Records from a collection
******

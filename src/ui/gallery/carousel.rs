// SPDX-License-Identifier: MPL-2.0
//! Horizontal carousel track over the visible sequence.
//!
//! A render offsets the track by `-cursor * item_width` and holds the
//! animation lock for one transition duration. The lock is released by a
//! timer, not by the end of the visual transition. Navigation arriving while
//! the lock is held is dropped; a render requested while locked is remembered
//! and performed when the lock releases. A filter change clears the lock
//! outright, which leaves earlier release timers stale.

use super::width_cache::WidthCache;
use crate::domain::gallery::{step, Direction, ItemSet, Sequence};
use crate::ui::effect::{Effect, Update};
use crate::ui::surface::Layout;
use std::time::Duration;

/// Delayed continuations of the carousel.
#[derive(Debug, Clone, Copy, PartialEq, Eq)]
pub enum Timer {
    /// Carries the lock generation; releases of an older lock are ignored.
    ReleaseLock(u64),
}

#[derive(Debug, Clone, PartialEq)]
pub struct Carousel {
    cursor: usize,
    locked: bool,
    lock_generation: u64,
    render_pending: bool,
    rendered_offset: Option<f32>,
    width: WidthCache,
    transition: Duration,
}

impl Carousel {
    #[must_use]
    pub fn new(transition: Duration) -> Self {
        Self {
            cursor: 0,
            locked: false,
            lock_generation: 0,
            render_pending: false,
            rendered_offset: None,
            width: WidthCache::new(),
            transition,
        }
    }

    #[must_use]
    pub fn cursor(&self) -> usize {
        self.cursor
    }

    #[must_use]
    pub fn is_locked(&self) -> bool {
        self.locked
    }

    /// Track offset of the last render.
    #[must_use]
    pub fn rendered_offset(&self) -> Option<f32> {
        self.rendered_offset
    }

    /// Moves the cursor without rendering.
    pub fn set_cursor(&mut self, cursor: usize) {
        self.cursor = cursor;
    }

    /// Drops the lock and any deferred render.
    pub fn reset_lock(&mut self) {
        self.locked = false;
        self.render_pending = false;
    }

    /// `next()` / `prev()`: no-op while locked or when nothing is visible.
    pub fn step(&mut self, direction: Direction, items: &ItemSet, layout: &dyn Layout) -> Update<Timer> {
        if self.locked {
            return Update::none();
        }
        let Some(cursor) = step(self.cursor, items.len(), direction) else {
            return Update::none();
        };
        self.cursor = cursor;
        self.render(items, layout, true)
    }

    /// Writes the track offset for the current cursor and takes the lock.
    pub fn render(&mut self, items: &ItemSet, layout: &dyn Layout, animated: bool) -> Update<Timer> {
        if items.is_empty() {
            return Update::none();
        }
        if self.locked {
            self.render_pending = true;
            return Update::none();
        }
        let offset_px = -(self.cursor as f32) * self.width.get(items, layout);
        self.locked = true;
        self.lock_generation += 1;
        self.render_pending = false;
        self.rendered_offset = Some(offset_px);

        let mut update = Update::effect(Effect::TrackTransform {
            offset_px,
            animated,
        });
        update.after(self.transition, Timer::ReleaseLock(self.lock_generation));
        update
    }

    pub fn on_timer(&mut self, timer: Timer, items: &ItemSet, layout: &dyn Layout) -> Update<Timer> {
        match timer {
            Timer::ReleaseLock(generation) if generation != self.lock_generation => Update::none(),
            Timer::ReleaseLock(_) => {
                self.locked = false;
                if self.render_pending {
                    tracing::debug!(cursor = self.cursor, "carousel catching up after lock");
                    self.render(items, layout, true)
                } else {
                    Update::none()
                }
            }
        }
    }

    /// Drops the cached width so the next render re-measures.
    pub fn invalidate_width(&mut self) {
        self.width.invalidate();
    }

    #[cfg(test)]
    pub(crate) fn release_timer(&self) -> Timer {
        Timer::ReleaseLock(self.lock_generation)
    }
}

******

### Activity
In full and word for word, write out the data above.

### Exercise solution
filename src/ui/gallery/carousel.rs
// SPDX-License-Identifier: MPL-2.0
//! Horizontal carousel track over the visible sequence.
//!
//! A render offsets the track by `-cursor * item_width` and holds the
//! animation lock for one transition duration. The lock is released by a
//! timer, not by the end of the visual transition. Navigation arriving while
//! the lock is held is dropped; a render requested while locked is remembered
//! and performed when the lock releases. A filter change clears the lock
//! outright, which leaves earlier release timers stale.

use super::width_cache::WidthCache;
use crate::domain::gallery::{step, Direction, ItemSet, Sequence};
use crate::ui::effect::{Effect, Update};
use crate::ui::surface::Layout;
use std::time::Duration;

/// Delayed continuations of the carousel.
#[derive(Debug, Clone, Copy, PartialEq, Eq)]
pub enum Timer {
    /// Carries the lock generation; releases of an older lock are ignored.
    ReleaseLock(u64),
}

#[derive(Debug, Clone, PartialEq)]
pub struct Carousel {
    cursor: usize,
    locked: bool,
    lock_generation: u64,
    render_pending: bool,
    rendered_offset: Option<f32>,
    width: WidthCache,
    transition: Duration,
}

impl Carousel {
    #[must_use]
    pub fn new(transition: Duration) -> Self {
        Self {
            cursor: 0,
            locked: false,
            lock_generation: 0,
            render_pending: false,
            rendered_offset: None,
            width: WidthCache::new(),
            transition,
        }
    }

    #[must_use]
    pub fn cursor(&self) -> usize {
        self.cursor
    }

    #[must_use]
    pub fn is_locked(&self) -> bool {
        self.locked
    }

    /// Track offset of the last render.
    #[must_use]
    pub fn rendered_offset(&self) -> Option<f32> {
        self.rendered_offset
    }

    /// Moves the cursor without rendering.
    pub fn set_cursor(&mut self, cursor: usize) {
        self.cursor = cursor;
    }

    /// Drops the lock and any deferred render.
    pub fn reset_lock(&mut self) {
        self.locked = false;
        self.render_pending = false;
    }

    /// `next()` / `prev()`: no-op while locked or when nothing is visible.
    pub fn step(&mut self, direction: Direction, items: &ItemSet, layout: &dyn Layout) -> Update<Timer> {
        if self.locked {
            return Update::none();
        }
        let Some(cursor) = step(self.cursor, items.len(), direction) else {
            return Update::none();
        };
        self.cursor = cursor;
        self.render(items, layout, true)
    }

    /// Writes the track offset for the current cursor and takes the lock.
    pub fn render(&mut self, items: &ItemSet, layout: &dyn Layout, animated: bool) -> Update<Timer> {
        if items.is_empty() {
            return Update::none();
        }
        if self.locked {
            self.render_pending = true;
            return Update::none();
        }
        let offset_px = -(self.cursor as f32) * self.width.get(items, layout);
        self.locked = true;
        self.lock_generation += 1;
        self.render_pending = false;
        self.rendered_offset = Some(offset_px);

        let mut update = Update::effect(Effect::TrackTransform {
            offset_px,
            animated,
        });
        update.after(self.transition, Timer::ReleaseLock(self.lock_generation));
        update
    }

    pub fn on_timer(&mut self, timer: Timer, items: &ItemSet, layout: &dyn Layout) -> Update<Timer> {
        match timer {
            Timer::ReleaseLock(generation) if generation != self.lock_generation => Update::none(),
            Timer::ReleaseLock(_) => {
                self.locked = false;
                if self.render_pending {
                    tracing::debug!(cursor = self.cursor, "carousel catching up after lock");
                    self.render(items, layout, true)
                } else {
                    Update::none()
                }
            }
        }
    }

    /// Drops the cached width so the next render re-measures.
    pub fn invalidate_width(&mut self) {
        self.width.invalidate();
    }

    #[cfg(test)]
    pub(crate) fn release_timer(&self) -> Timer {
        Timer::ReleaseLock(self.lock_generation)
    }
}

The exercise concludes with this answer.